Throughout the material below, count the lines that include the string "single", then report only the resulting number.

<<<<

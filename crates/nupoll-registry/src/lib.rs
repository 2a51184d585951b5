//! Registry probing and index polling for nupoll
//!
//! This crate checks whether a published package version has become
//! available on the registry. `probe` performs and classifies one HTTP check;
//! `poller` repeats it on a fixed interval within an attempt budget and reports
//! the terminal failure, if any, through a `Reporter`.

pub mod poller;
pub mod probe;
pub mod report;

// Re-export main types
pub use poller::Poller;
pub use probe::{Probe, ProbeSettings, RegistryProbe};
pub use report::{PollEvent, RecordingReporter, Reporter};

use nupoll_core::error::NupollError;

/// Result type for registry operations
pub type RegistryResult<T> = Result<T, NupollError>;
//! Package identity and probe URL construction.

use crate::error::{NupollError, NupollResult};

/// Registry host queried when no other base URL is configured
pub const DEFAULT_REGISTRY_URL: &str = "https://www.nuget.org";

/// A package/version pair whose availability is being checked
#[derive(Debug, Clone, PartialEq, Eq, Hash)]
pub struct ProbeRequest {
    package_name: String,
    package_version: String,
}

impl ProbeRequest {
    /// Create a request, rejecting empty or whitespace-only fields
    pub fn new(package_name: impl Into<String>, package_version: impl Into<String>) -> NupollResult<Self> {
        let package_name = package_name.into();
        let package_version = package_version.into();

        if package_name.trim().is_empty() {
            return Err(NupollError::ConfigValidation {
                field: "package".to_string(),
                reason: "Input required and not supplied".to_string(),
            });
        }
        if package_version.trim().is_empty() {
            return Err(NupollError::ConfigValidation {
                field: "version".to_string(),
                reason: "Input required and not supplied".to_string(),
            });
        }

        Ok(Self {
            package_name,
            package_version,
        })
    }

    pub fn package_name(&self) -> &str {
        &self.package_name
    }

    pub fn package_version(&self) -> &str {
        &self.package_version
    }

    /// Build the probe URL against a registry base URL.
    ///
    /// Name and version are interpolated verbatim; any encoding is left to the
    /// transport. A trailing `/` on the base is dropped.
    pub fn url(&self, registry_url: &str) -> String {
        format!(
            "{}/api/v2/package/{}/{}",
            registry_url.trim_end_matches('/'),
            self.package_name,
            self.package_version
        )
    }
}

#[cfg(test)]
mod tests {
    use super::*;
    use proptest::prelude::*;

    #[test]
    fn test_url_against_default_registry() {
        let request = ProbeRequest::new("Newtonsoft.Json", "13.0.3").unwrap();
        assert_eq!(
            request.url(DEFAULT_REGISTRY_URL),
            "https://www.nuget.org/api/v2/package/Newtonsoft.Json/13.0.3"
        );
    }

    #[test]
    fn test_url_trims_trailing_slash() {
        let request = ProbeRequest::new("SomePackage", "1.0.0").unwrap();
        assert_eq!(
            request.url("http://127.0.0.1:8080/"),
            "http://127.0.0.1:8080/api/v2/package/SomePackage/1.0.0"
        );
    }

    #[test]
    fn test_url_is_not_encoded() {
        let request = ProbeRequest::new("My Package", "1.0.0-beta+build.5").unwrap();
        assert_eq!(
            request.url(DEFAULT_REGISTRY_URL),
            "https://www.nuget.org/api/v2/package/My Package/1.0.0-beta+build.5"
        );
    }

    #[test]
    fn test_empty_fields_rejected() {
        match ProbeRequest::new("", "1.0.0").unwrap_err() {
            NupollError::ConfigValidation { field, .. } => assert_eq!(field, "package"),
            other => panic!("Expected ConfigValidation, got {:?}", other),
        }
        match ProbeRequest::new("SomePackage", "  ").unwrap_err() {
            NupollError::ConfigValidation { field, .. } => assert_eq!(field, "version"),
            other => panic!("Expected ConfigValidation, got {:?}", other),
        }
    }

    proptest! {
        #[test]
        fn test_url_ends_with_verbatim_identity(
            name in "[A-Za-z0-9._-]{1,40}",
            version in "[0-9]{1,3}\\.[0-9]{1,3}\\.[0-9]{1,3}(-[a-z0-9.]{1,10})?",
        ) {
            let request = ProbeRequest::new(name.clone(), version.clone()).unwrap();
            let url = request.url(DEFAULT_REGISTRY_URL);
            let expected_suffix = format!("/api/v2/package/{}/{}", name, version);
            prop_assert!(url.starts_with(DEFAULT_REGISTRY_URL));
            prop_assert!(url.ends_with(&expected_suffix));
        }
    }
}
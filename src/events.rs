use std::sync::Mutex;
use std::sync::PoisonError;
use std::time::Duration;
use std::time::Instant;

use serde::Deserialize;
use serde::Serialize;
use tokio::sync::mpsc;
use tokio::sync::mpsc::UnboundedReceiver;
use tokio::sync::mpsc::UnboundedSender;

use crate::path::ListPath;

/// Notification sent to the observers of a listing.
#[derive(Debug, Clone, PartialEq, Eq, Serialize, Deserialize)]
pub enum ListingEvent {
    /// A load started. `reloading` is set when existing content is replaced.
    LoadingStarted {
        /// Existing content is being replaced rather than extended.
        reloading: bool,
    },
    /// A load, diff or rule match finished.
    LoadingFinished {
        /// Time spent.
        elapsed: Duration,
        /// Directory the load was about.
        dir: ListPath,
        /// The whole listing was replaced.
        reload: bool,
        /// Observers should navigate to `dir`.
        change_dir: bool,
    },
    /// A load failed. The reason is empty when the listing was closed.
    LoadingFailed(String),
    /// The current directory changed.
    ChangeDirectory {
        /// New location.
        path: ListPath,
        /// The change selects a search result.
        from_search: bool,
    },
    /// A search was started.
    SearchStarted,
    /// A search ended with results; the first one is selected next.
    SearchFinished {
        /// Number of distinct result directories.
        results: usize,
    },
    /// A search ended without results.
    SearchFailed {
        /// The peer stayed silent for the whole idle window.
        timed_out: bool,
    },
    /// The current location or a loading flag changed.
    StateChanged,
    /// Result of matching the listing against the download queue.
    QueueMatched(String),
    /// Presence or identity of the peer changed.
    UserUpdated,
    /// A pending list request for this directory was removed.
    RemovedQueue(ListPath),
    /// Informational text for the user.
    StatusMessage(String),
    /// The listing was closed and all pending work has run.
    Closed,
}

/// Events produced by collaborators of a listing. All of them are handled
/// at [`crate::Listing::handle_peer_event`].
#[derive(Debug, Clone, PartialEq, Eq)]
pub enum PeerEvent {
    /// A hit for a direct search; `path` is the directory holding it.
    SearchResult {
        /// Token returned when the search was sent.
        token: String,
        /// Directory of the hit.
        path: ListPath,
    },
    /// The peer announced how many results it sent.
    SearchEnded {
        /// Token returned when the search was sent.
        token: String,
        /// Number of results.
        result_count: usize,
    },
    /// Periodic timer.
    Tick(Instant),
    /// The peer's information changed.
    UserUpdated,
    /// The peer disconnected.
    UserDisconnected,
}

/// Observer list of a listing.
#[derive(Debug, Default)]
pub struct Subscribers {
    senders: Mutex<Vec<UnboundedSender<ListingEvent>>>,
}

impl Subscribers {
    /// Registers a new observer.
    pub fn subscribe(&self) -> UnboundedReceiver<ListingEvent> {
        let (tx, rx) = mpsc::unbounded_channel();
        self.senders
            .lock()
            .unwrap_or_else(PoisonError::into_inner)
            .push(tx);
        rx
    }

    /// Sends `event` to every observer, forgetting those that went away.
    pub fn fire(&self, event: ListingEvent) {
        log::trace!("{event:?}");
        self.senders
            .lock()
            .unwrap_or_else(PoisonError::into_inner)
            .retain(|tx| tx.send(event.clone()).is_ok());
    }

    /// Number of live observers.
    pub fn len(&self) -> usize {
        self.senders
            .lock()
            .unwrap_or_else(PoisonError::into_inner)
            .len()
    }

    /// Returns true when nobody listens.
    pub fn is_empty(&self) -> bool {
        self.len() == 0
    }
}
impl Directory {
    /// Creates a detached directory.
    pub fn new(name: impl Into<String>, dir_type: DirType) -> Self {
        Self {
            name: name.into(),
            parent: None,
            directories: Vec::new(),
            files: Vec::new(),
            dir_type,
            partial_size: 0,
            remote_date: None,
            update_date: None,
            loading: false,
            dupe: DupeType::None,
            adls_source: None,
        }
    }

    /// Sets the size estimate sent for an incomplete directory.
    pub fn with_partial_size(mut self, size: u64) -> Self {
        self.partial_size = size;
        self
    }

    /// Sets the remote date.
    pub fn with_remote_date(mut self, date: Option<DateTime<Utc>>) -> Self {
        self.remote_date = date;
        self
    }

    /// Sets the local fetch date.
    pub fn with_update_date(mut self, date: Option<DateTime<Utc>>) -> Self {
        self.update_date = date;
        self
    }

    /// Marks the directory as synthetic, mirroring the directory at `source`.
    pub fn with_adls_source(mut self, source: ListPath) -> Self {
        self.adls_source = Some(source);
        self
    }

    /// Directory name (a single path segment; empty for the root).
    pub fn name(&self) -> &str {
        &self.name
    }

    /// Parent directory, `None` for the root.
    pub fn parent(&self) -> Option<DirId> {
        self.parent
    }

    /// Child directories in insertion order (see [`Tree::sort_children`]).
    pub fn directories(&self) -> &[DirId] {
        &self.directories
    }

    /// Files of this directory.
    pub fn files(&self) -> &[File] {
        &self.files
    }

    /// Mutable access to the files.
    pub fn files_mut(&mut self) -> &mut Vec<File> {
        &mut self.files
    }

    /// Completeness state.
    pub fn dir_type(&self) -> DirType {
        self.dir_type
    }

    /// Returns true when the content is exact.
    pub fn is_complete(&self) -> bool {
        self.dir_type == DirType::Normal
    }

    /// Size estimate sent by the peer for an incomplete directory.
    pub fn partial_size(&self) -> u64 {
        self.partial_size
    }

    /// Modification date reported by the peer.
    pub fn remote_date(&self) -> Option<DateTime<Utc>> {
        self.remote_date
    }

    /// When the content was last fetched.
    pub fn update_date(&self) -> Option<DateTime<Utc>> {
        self.update_date
    }

    /// Returns true while a fetch for this directory is in flight.
    pub fn is_loading(&self) -> bool {
        self.loading
    }

    /// Classification against local content.
    pub fn dupe(&self) -> DupeType {
        self.dupe
    }

    /// Returns true for directories made by the synthetic-directory rules.
    pub fn is_adls(&self) -> bool {
        self.adls_source.is_some()
    }

    /// Real location of a synthetic directory.
    pub fn adls_source(&self) -> Option<&ListPath> {
        self.adls_source.as_ref()
    }

    /// Number of own files.
    pub fn file_count(&self) -> usize {
        self.files.len()
    }

    /// Sum of own file sizes.
    pub fn files_size(&self) -> u64 {
        self.files.iter().map(|f| f.size).sum()
    }

    /// Marks the content as exact.
    pub fn set_complete(&mut self) {
        self.dir_type = DirType::Normal;
    }

    /// Replaces the completeness state.
    pub fn set_type(&mut self, dir_type: DirType) {
        self.dir_type = dir_type;
    }

    /// Updates the remote date.
    pub fn set_remote_date(&mut self, date: Option<DateTime<Utc>>) {
        self.remote_date = date;
    }

    /// Updates the fetch date.
    pub fn set_update_date(&mut self, date: Option<DateTime<Utc>>) {
        self.update_date = date;
    }

    /// Flags an in-flight fetch.
    pub fn set_loading(&mut self, loading: bool) {
        self.loading = loading;
    }

    /// Sets the dupe classification.
    pub fn set_dupe(&mut self, dupe: DupeType) {
        self.dupe = dupe;
    }
}
use std::fmt::Display;

use chrono::DateTime;
use chrono::Utc;
#[cfg(feature = "json_schema")]
use schemars::JsonSchema;
use serde::Deserialize;
use serde::Serialize;

use crate::errors::Error;
use crate::hash::Tth;
use crate::path::ListPath;
use crate::tree::DirId;
use crate::tree::Tree;
use crate::utils::is_release_name;

/// Separator of bundle-relative paths and targets.
pub const TARGET_SEPARATOR: char = '/';

/// One file of a bundle.
#[cfg_attr(feature = "json_schema", derive(JsonSchema))]
#[derive(Debug, Clone, Serialize, Deserialize, PartialEq, Eq)]
pub struct BundleFileInfo {
    /// Path relative to the bundle target.
    pub path: String,
    /// Content hash.
    pub tth: Tth,
    /// Size in bytes.
    pub size: u64,
}

/// A directory to hand to the download queue.
#[derive(Debug, Clone, PartialEq, Eq)]
pub struct BundleRequest {
    /// Name of the downloaded directory.
    pub name: String,
    /// Local target directory, ending with [`TARGET_SEPARATOR`].
    pub target: String,
    /// Files, directories first, each level sorted by name.
    pub files: Vec<BundleFileInfo>,
    /// Remote date of the directory.
    pub remote_date: Option<DateTime<Utc>>,
}

impl BundleRequest {
    /// Returns true when there is nothing worth queueing: no files at all,
    /// or only empty files when `skip_zero_byte` is set.
    pub fn is_empty(&self, skip_zero_byte: bool) -> bool {
        self.files.is_empty() || (skip_zero_byte && self.files.iter().all(|f| f.size == 0))
    }
}

/// Kind of a file list request.
#[derive(Debug, Clone, Copy, Default, PartialEq, Eq)]
pub struct ListRequest {
    /// Only the requested directory level.
    pub partial: bool,
    /// The whole subtree below the requested directory.
    pub recursive: bool,
    /// Open the first NFO file once the list arrives.
    pub view_nfo: bool,
}

/// Outcome of matching a listing against the download queue.
#[cfg_attr(feature = "json_schema", derive(JsonSchema))]
#[derive(Debug, Clone, Copy, Default, Serialize, Deserialize, PartialEq, Eq)]
pub struct QueueMatch {
    /// Queued files found in the listing.
    pub matching_files: usize,
    /// Sources added to queued files.
    pub new_files: usize,
    /// Bundles the new sources belong to.
    pub bundles: usize,
}

impl Display for QueueMatch {
    fn fmt(&self, f: &mut std::fmt::Formatter<'_>) -> std::fmt::Result {
        if self.matching_files == 0 {
            return write!(f, "No matching files");
        }
        write!(
            f,
            "{} matching files, {} new sources added to {} bundles",
            self.matching_files, self.new_files, self.bundles
        )
    }
}

/// The download queue.
pub trait QueueManager: Send + Sync {
    /// Creates a bundle of `files` below `target` and returns its token.
    fn add_files(
        &self,
        target: &str,
        files: &[BundleFileInfo],
        remote_date: Option<DateTime<Utc>>,
    ) -> Result<String, Error>;

    /// Queues a file list download of `path` from the peer of the listing.
    fn add_list_request(&self, path: &ListPath, request: ListRequest) -> Result<(), Error>;

    /// Downloads a single file to a temporary location and opens it.
    fn open_file(&self, file: &BundleFileInfo) -> Result<(), Error>;

    /// Adds the peer as a source for queued files present in `tree`.
    fn match_listing(&self, tree: &Tree) -> QueueMatch;
}

/// Appends every file below `id` to `out`, subdirectories first and each
/// level sorted case-insensitively. Paths are prefixed with `prefix`.
pub fn collect_files(tree: &mut Tree, id: DirId, prefix: &str, out: &mut Vec<BundleFileInfo>) {
    tree.sort_children(id);
    let children = tree[id].directories().to_vec();
    for child in children {
        let prefix = format!("{prefix}{}{TARGET_SEPARATOR}", tree[child].name());
        collect_files(tree, child, &prefix, out);
    }
    out.extend(tree[id].files().iter().map(|f| BundleFileInfo {
        path: format!("{prefix}{}", f.name),
        tth: f.tth,
        size: f.size,
    }));
}

fn request(tree: &mut Tree, id: DirId, target: String) -> BundleRequest {
    let mut files = Vec::new();
    collect_files(tree, id, "", &mut files);
    let dir = &tree[id];
    BundleRequest {
        name: dir.name().to_string(),
        target,
        files,
        remote_date: dir.remote_date(),
    }
}

/// Plans the download of `id` into `target`.
///
/// An umbrella directory that is not a release itself, has no files and
/// only release-named subdirectories is split into one request per
/// subdirectory.
pub fn plan_bundles(tree: &mut Tree, id: DirId, target: &str) -> Vec<BundleRequest> {
    let mut target = target.to_string();
    if !target.ends_with(TARGET_SEPARATOR) {
        target.push(TARGET_SEPARATOR);
    }

    let dir = &tree[id];
    let split = !is_release_name(dir.name())
        && dir.files().is_empty()
        && !dir.directories().is_empty()
        && dir
            .directories()
            .iter()
            .all(|d| is_release_name(tree[*d].name()));

    if split {
        tree.sort_children(id);
        tree[id]
            .directories()
            .to_vec()
            .into_iter()
            .map(|d| {
                let sub_target = format!("{target}{}{TARGET_SEPARATOR}", tree[d].name());
                request(tree, d, sub_target)
            })
            .collect()
    } else {
        vec![request(tree, id, target)]
    }
}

>>>>

» YOUR RESPONSE
2